ASC Presidents Award Will Celebrate Howard Anderson, Jr.
For info on other honorees:
Michael Chapman, ASC • Miroslav Ondricek, ASC • Irwin Winkler • Kevin Brownlow
In recognition of his extraordinary contributions to advancing the art of filmmaking,
Howard A. Anderson Jr., ASC will receive the American Society of Cinematographers Presidents Award at the 18th Annual ASC Outstanding Achievement Awards on Feb. 8, 2004, at the Century Plaza Hotel.
“Howard Anderson is a dedicated, passionate filmmaker who exemplifies the ASC principals of artistry, loyalty and progress,” says Owen Roizman, ASC, who heads the ASC awards committee. “He has consistently established high standards for innovation and creativity in important sectors of our industry.”
Anderson’s credits include visual effects for hundreds of films, including such classics as Heaven Can Wait, Blazing Saddles, The Body Snatchers, Some Like it Hot, the 1960 version of Godzilla, Tobruk, Annie, Superman and Gray Lady Down. He also created titles and visual effects for such memorable television series as I Love Lucy, My Favorite Martian, The Untouchables, The Invaders, Dragnet, The Waltons, The Fugitive, Barnaby Jones, The A-Team and the original Star Trek.
“Howard is an unsung hero, who has worked behind the scenes making countless contributions to advancing the art and craft of filmmaking,” says ASC President Richard Crudo. “He has earned the admiration and respect of his peers.”

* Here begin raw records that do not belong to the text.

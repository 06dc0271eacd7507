//! Deterministic simulation module
//!
//! All gameplay logic lives here. This module must be pure and deterministic:
//! - Fixed timestep only
//! - Seeded RNG only
//! - Stable iteration order (arena slot order)
//! - No rendering or platform dependencies

pub mod arena;
pub mod camera;
pub mod collision;
pub mod events;
pub mod state;
pub mod tick;
pub mod tilemap;
pub mod weapon;

pub use arena::{Arena, Handle};
pub use camera::Camera;
pub use collision::{Aabb, circles_overlap, collision_half_extent, move_and_slide};
pub use events::GameEvent;
pub use state::{
    Enemy, GamePhase, GameState, Owner, Particle, ParticleKind, Player, PlayerStatus, Projectile,
    MAX_PARTICLES,
};
pub use tick::{
    TickInput, autopilot, check_wave_completion, resolve_collisions, shoot, spawn_wave, tick,
    try_dash,
};
pub use tilemap::TileMap;
pub use weapon::{PerWeapon, WeaponKind};
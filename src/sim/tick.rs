//! Fixed timestep simulation tick
//!
//! Core game loop that advances the simulation deterministically: player
//! input, shooting, dashing, enemy chase, collisions, scoring and waves.

use glam::Vec2;
use rand::Rng;

use super::collision::{Aabb, circles_overlap, move_and_slide};
use super::events::GameEvent;
use super::state::{Enemy, GamePhase, GameState, Owner, ParticleKind, PlayerStatus, Projectile};
use crate::consts::*;
use crate::rotate;

/// How far ahead enemies probe for walls
const FEELER_REACH: f32 = 24.0;
const FEELER_HALF_EXTENT: f32 = 10.0;
const FEELER_PUSH: f32 = 200.0;
/// Knockback below this speed is dropped
const KNOCKBACK_REST: f32 = 1.0;

/// Input commands for a single tick (deterministic)
#[derive(Debug, Clone, Default)]
pub struct TickInput {
    /// Movement direction (WASD); normalised before use
    pub move_dir: Vec2,
    /// Pointer position in world space
    pub aim: Option<Vec2>,
    /// Fire button held
    pub fire: bool,
    pub reload: bool,
    pub switch_weapon: bool,
    pub dash: bool,
    /// Pause toggle
    pub pause: bool,
    /// Let the simulation drive the player
    pub autopilot: bool,
}

/// Advance the game state by one fixed timestep
pub fn tick(state: &mut GameState, input: &TickInput, dt: f32) {
    state.events.clear();

    if input.pause {
        match state.phase {
            GamePhase::Playing => {
                state.phase = GamePhase::Paused;
                return;
            }
            GamePhase::Paused => state.phase = GamePhase::Playing,
            GamePhase::GameOver => {}
        }
    }

    // Paused and game over are render-only
    if state.phase != GamePhase::Playing {
        return;
    }

    let mut input = input.clone();
    if input.autopilot {
        input = autopilot(state);
    }
    let input = &input;

    state.time_ticks += 1;

    update_player(state, input, dt);
    update_projectiles(state, dt);
    update_enemies(state, dt);
    resolve_collisions(state);
    check_wave_completion(state);

    if !state.player.is_alive() {
        state.phase = GamePhase::GameOver;
        log::info!("Game over on wave {} with score {}", state.wave, state.score);
        let (score, wave) = (state.score, state.wave);
        state.emit(GameEvent::GameOver { score, wave });
    }

    state.update_particles();
    state.camera.update(state.player.pos);
}

fn update_player(state: &mut GameState, input: &TickInput, dt: f32) {
    if let Some(weapon) = state.player.update_cooldowns() {
        state.emit(GameEvent::ReloadFinished { weapon });
    }

    if input.switch_weapon {
        state.player.switch_weapon();
        let weapon = state.player.weapon;
        state.emit(GameEvent::WeaponSwitched { weapon });
    }

    if input.reload && state.player.start_reload(&state.tuning) {
        let weapon = state.player.weapon;
        state.emit(GameEvent::ReloadStarted { weapon });
    }

    let move_dir = input.move_dir.normalize_or_zero();
    state.player.vel = move_dir * state.tuning.player_speed;

    let aim_target = input
        .aim
        .unwrap_or(state.player.pos + state.player.facing);

    if input.dash {
        let dir = if move_dir != Vec2::ZERO {
            move_dir
        } else {
            state.player.aim_dir(aim_target)
        };
        try_dash(state, dir);
    }

    if state.player.status == PlayerStatus::Dashing {
        state.player.vel = state.player.dash_velocity;
    }

    if input.fire {
        shoot(state, aim_target);
    }

    let p = &state.player;
    state.player.pos = move_and_slide(p.pos, p.vel, p.radius, dt, &state.map);
}

/// Start a dash and blast nearby enemies away. Returns false if on cooldown.
pub fn try_dash(state: &mut GameState, dir: Vec2) -> bool {
    if !state.player.try_dash(dir, &state.tuning) {
        return false;
    }

    let origin = state.player.pos;
    let radius = state.tuning.dash_knockback_radius;
    let impulse = state.tuning.dash_knockback_impulse;
    let facing = state.player.facing;
    let mut knocked_back = 0;
    for (_, enemy) in state.enemies.iter_mut() {
        let offset = enemy.pos - origin;
        if offset.length_squared() <= radius * radius {
            let away = offset.try_normalize().unwrap_or(facing);
            enemy.knockback += away * impulse;
            knocked_back += 1;
        }
    }

    state.camera.shake(6, 5.0);
    state.burst(origin, 16, 4.0, 18, ParticleKind::Dust);
    state.emit(GameEvent::Dashed {
        pos: origin,
        knocked_back,
    });
    true
}

/// Fire the current weapon toward `target`. Returns projectiles spawned.
///
/// Blocked while reloading or cooling down; an empty magazine dry-fires.
pub fn shoot(state: &mut GameState, target: Vec2) -> u32 {
    let player = &state.player;
    if !player.is_alive() || player.is_reloading() || player.fire_cooldown > 0 {
        return 0;
    }

    let weapon = player.weapon;
    let spec = weapon.spec(&state.tuning).clone();
    if player.current_ammo() == 0 {
        state.player.fire_cooldown = spec.fire_interval_ticks();
        state.emit(GameEvent::DryFire { weapon });
        return 0;
    }

    let dir = state.player.aim_dir(target);
    let muzzle = state.player.pos + dir * MUZZLE_OFFSET;
    let pellets = spec.pellets.max(1);
    for _ in 0..pellets {
        let deviation = state.rng.random_range(-spec.spread..=spec.spread);
        state.projectiles.insert(Projectile {
            pos: muzzle,
            vel: rotate(dir, deviation) * spec.projectile_speed,
            owner: Owner::Player,
            damage: spec.damage,
            radius: PROJECTILE_RADIUS,
            ticks_left: spec.lifetime_ticks,
        });
    }

    let ammo = state.player.ammo.get_mut(weapon);
    *ammo = ammo.saturating_sub(1);
    state.player.fire_cooldown = spec.fire_interval_ticks();

    state.camera.shake(spec.shake_ticks, spec.shake_magnitude);
    state.burst(muzzle, spec.flash_particles, 3.0, 14, ParticleKind::MuzzleFlash);
    state.emit(GameEvent::Shot {
        weapon,
        muzzle,
        projectiles: pellets,
    });
    pellets
}

fn update_projectiles(state: &mut GameState, dt: f32) {
    let map = &state.map;
    let mut impacts = Vec::new();
    state.projectiles.retain(|p| {
        p.pos += p.vel * dt;
        p.ticks_left = p.ticks_left.saturating_sub(1);
        if map.overlaps_wall(&Aabb::around(p.pos, p.radius)) {
            impacts.push(p.pos);
            return false;
        }
        p.ticks_left > 0
    });
    for pos in impacts {
        state.burst(pos, 4, 3.0, 10, ParticleKind::Spark);
    }
}

fn update_enemies(state: &mut GameState, dt: f32) {
    let target = state.player.pos;
    let player_radius = state.player.radius;
    let decay = state.tuning.knockback_decay;
    let map = &state.map;
    let mut touching = false;

    for (_, enemy) in state.enemies.iter_mut() {
        let steer = (target - enemy.pos).normalize_or_zero() * enemy.speed;

        let mut avoid = Vec2::ZERO;
        for feeler in [Vec2::X, Vec2::NEG_X, Vec2::Y, Vec2::NEG_Y] {
            let ahead = enemy.pos + feeler * FEELER_REACH;
            if map.overlaps_wall(&Aabb::around(ahead, FEELER_HALF_EXTENT)) {
                avoid -= feeler * FEELER_PUSH;
            }
        }
        enemy.vel = (steer + avoid).clamp_length_max(enemy.speed);

        let motion = enemy.vel + enemy.knockback;
        enemy.pos = move_and_slide(enemy.pos, motion, enemy.radius, dt, map);

        enemy.knockback *= decay;
        if enemy.knockback.length_squared() < KNOCKBACK_REST * KNOCKBACK_REST {
            enemy.knockback = Vec2::ZERO;
        }

        if circles_overlap(enemy.pos, enemy.radius, target, player_radius) {
            touching = true;
        }
    }

    if touching {
        let damage = state.tuning.contact_damage;
        if state.player.damage(damage, &state.tuning) {
            let (ticks, magnitude) = (state.tuning.hurt_shake_ticks, state.tuning.hurt_shake_magnitude);
            state.camera.shake(ticks, magnitude);
            state.burst(target, 12, 3.0, 18, ParticleKind::Hurt);
            let hp = state.player.hp;
            state.emit(GameEvent::PlayerHurt { damage, hp });
        }
    }
}

/// Apply projectile hits to enemies. Returns the number of kills.
///
/// Each projectile damages at most one enemy and is consumed by the hit.
/// Enemies whose health is depleted are removed and scored.
pub fn resolve_collisions(state: &mut GameState) -> u32 {
    let mut spent = Vec::new();
    let mut hits = Vec::new();

    for (proj_handle, proj) in state.projectiles.iter() {
        for (enemy_handle, enemy) in state.enemies.iter_mut() {
            if enemy.is_dead() {
                continue;
            }
            if circles_overlap(proj.pos, proj.radius, enemy.pos, enemy.radius) {
                enemy.hp = enemy.hp.saturating_sub(proj.damage);
                spent.push(proj_handle);
                hits.push((enemy_handle, enemy.pos, proj.damage));
                break;
            }
        }
    }

    for handle in spent {
        state.projectiles.remove(handle);
    }

    let mut kills = 0;
    for (handle, pos, damage) in hits {
        // Several pellets can land on the same kill; score it once
        let dead = match state.enemies.get(handle) {
            Some(enemy) => enemy.is_dead(),
            None => continue,
        };
        state.burst(pos, 10, 4.0, 16, ParticleKind::Spark);
        if !dead {
            state.emit(GameEvent::EnemyHit { pos, damage });
            continue;
        }
        let Some(enemy) = state.enemies.remove(handle) else {
            continue;
        };
        let points = enemy.points(&state.tuning);
        state.score += points;
        state.kills += 1;
        kills += 1;
        state.burst(pos, 18, 5.0, 20, ParticleKind::Pop);
        state.emit(GameEvent::EnemyKilled {
            pos,
            tier: enemy.tier,
            points,
        });
    }
    kills
}

/// Start the next wave once every enemy of the current one is gone
pub fn check_wave_completion(state: &mut GameState) -> bool {
    if !state.enemies.is_empty() {
        return false;
    }
    spawn_wave(state);
    true
}

/// Advance the wave counter and spawn its quota away from the player
pub fn spawn_wave(state: &mut GameState) {
    state.wave += 1;
    let quota = state.tuning.wave_quota(state.wave);
    let mut spawned = 0;
    for _ in 0..quota {
        let tier = roll_tier(state);
        let Some(pos) = pick_spawn_point(state) else {
            log::warn!("No free tile to spawn an enemy on");
            break;
        };
        let enemy = Enemy::new(pos, tier, &state.tuning);
        state.enemies.insert(enemy);
        spawned += 1;
    }
    log::info!("Wave {} started with {} enemies", state.wave, spawned);
    let wave = state.wave;
    state.emit(GameEvent::WaveStarted {
        wave,
        enemies: spawned,
    });
}

fn roll_tier(state: &mut GameState) -> u8 {
    if state.wave < state.tuning.elite_wave {
        return 1;
    }
    let chance = state.tuning.tier2_chance.clamp(0.0, 1.0);
    if state.rng.random_bool(chance) { 2 } else { 3 }
}

/// Random open tile at least `spawn_min_distance` from the player, or the
/// farthest open tile seen when every attempt lands too close
fn pick_spawn_point(state: &mut GameState) -> Option<Vec2> {
    let map = &state.map;
    let player = state.player.pos;
    let min_dist = state.tuning.spawn_min_distance;
    let mut best: Option<(f32, Vec2)> = None;

    if map.width > 2 && map.height > 2 {
        for _ in 0..state.tuning.spawn_attempts {
            let x = state.rng.random_range(1..map.width - 1);
            let y = state.rng.random_range(1..map.height - 1);
            if map.is_wall(x, y) {
                continue;
            }
            let pos = map.tile_center(x, y);
            let dist = pos.distance(player);
            if dist > min_dist {
                return Some(pos);
            }
            if best.is_none_or(|(d, _)| dist > d) {
                best = Some((dist, pos));
            }
        }
    }

    if let Some((_, pos)) = best {
        return Some(pos);
    }
    map.free_tiles()
        .map(|(x, y)| map.tile_center(x, y))
        .max_by(|a, b| a.distance(player).total_cmp(&b.distance(player)))
}

/// Inputs that play the game: aim and fire at the nearest enemy, keep
/// distance while strafing, reload when empty, dash out when cornered
pub fn autopilot(state: &GameState) -> TickInput {
    let player = &state.player;
    let nearest = state
        .enemies
        .values()
        .min_by(|a, b| {
            a.pos
                .distance_squared(player.pos)
                .total_cmp(&b.pos.distance_squared(player.pos))
        });

    let Some(enemy) = nearest else {
        return TickInput {
            reload: player.current_ammo() < player.current_magazine(),
            ..Default::default()
        };
    };

    let to_enemy = enemy.pos - player.pos;
    let dist = to_enemy.length();
    let toward = to_enemy.normalize_or_zero();
    let strafe = toward.perp() * (state.time_ticks as f32 * 0.02).sin().signum();
    let move_dir = if dist < 220.0 {
        strafe - toward
    } else {
        strafe + toward * 0.3
    };

    // Lead the target a little
    let aim = enemy.pos + enemy.vel * (dist / 900.0);
    let empty = player.current_ammo() == 0;

    TickInput {
        move_dir,
        aim: Some(aim),
        fire: !empty,
        reload: empty,
        dash: dist < enemy.radius + player.radius + 40.0 && player.can_dash(),
        ..Default::default()
    }
}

Anderson joins an extraordinary list of recipients of the coveted ASC Presidents Award, including actor Robert DuVall; visual effects pioneers Linwood Dunn, ASC, Hans Koenekamp, ASC and Douglas Trumbull; Steadicam inventor Garrett Brown; camera designers “Tak” Miyagishima and Albert Mayer Jr.; documentary filmmaker Albert Maysles; archivist Kemp Kniver; and cinematographers William Clothier, ASC, Charles Wheeler, ASC, Guy Green, BSC and Ralph Woolsey, ASC.
Anderson traces his roots to the earliest days of the film industry. His father, Howard A. Anderson, was a portrait photographer in Chicago prior to joining the United States Army at the outbreak of World War I. After the elder Anderson was discharged in 1918, he migrated to Los Angeles with the goal of finding a niche in the new motion picture industry. He was hired by Thomas Ince as a still photographer and second cameraman at Culver City Studios. After Ince died in 1924, the studio was taken over by Cecil B. De Mille. Anderson created lightning, storm and flood effects for De Mille’s The King of Kings, one of the last, successful silent movies. He founded the Howard Anderson Special Photographic Effects Company in 1927.
The younger Anderson was still in his pre-teens when he began working part-time for his father’s company during the early 1930s. He subsequently studied math at the University of California-Los Angeles, and served in the U.S. Navy during World War II. Before the war, Anderson shot industrial films for Douglas Aircraft. His projects included documenting construction of the first B-19 airplane and the company’s public relations film We Give Them Wings.
He joined his father’s company as an optical camera operator during the late 1940s. Anderson worked on the original I Love Lucy show and earned Oscar® nominations for creating visual effects for Tobruk and Jack the Giant Killer. He and his brother Darrell began working with Gene Roddenberry two years before the first episode of Star Trek aired. The brothers created starfields and invented a photographic technique that enhanced the illusion of people being “beamed” onto and off the starship Enterprise, and other effects including matte paintings of alien worlds.
Four generations of the Anderson family have worked in the motion picture industry for more than 80 years, spanning the transitions from silent films to “talkies,” black and white to color, the evolution of television, and the convergence of film and digital technologies. Howard Anderson Jr.’s son, Howard Anderson III, became president of the company in 1993, and his granddaughter, Valerie Anderson, also plays a key management role.
“My father thought he had seen everything during his lifetime with the advent of the cinema, radio, television, the electric light, locomotives and airplanes,” Howard Anderson Jr. says. “I believe the future will bring challenges and opportunities that are beyond our imagination today. No one predicted that DVDs would make films that my father worked on popular today. The secret is that you have to love what you do, and you have to strive to do it the best that it can possibly be done. I love what we do and am proud of it.”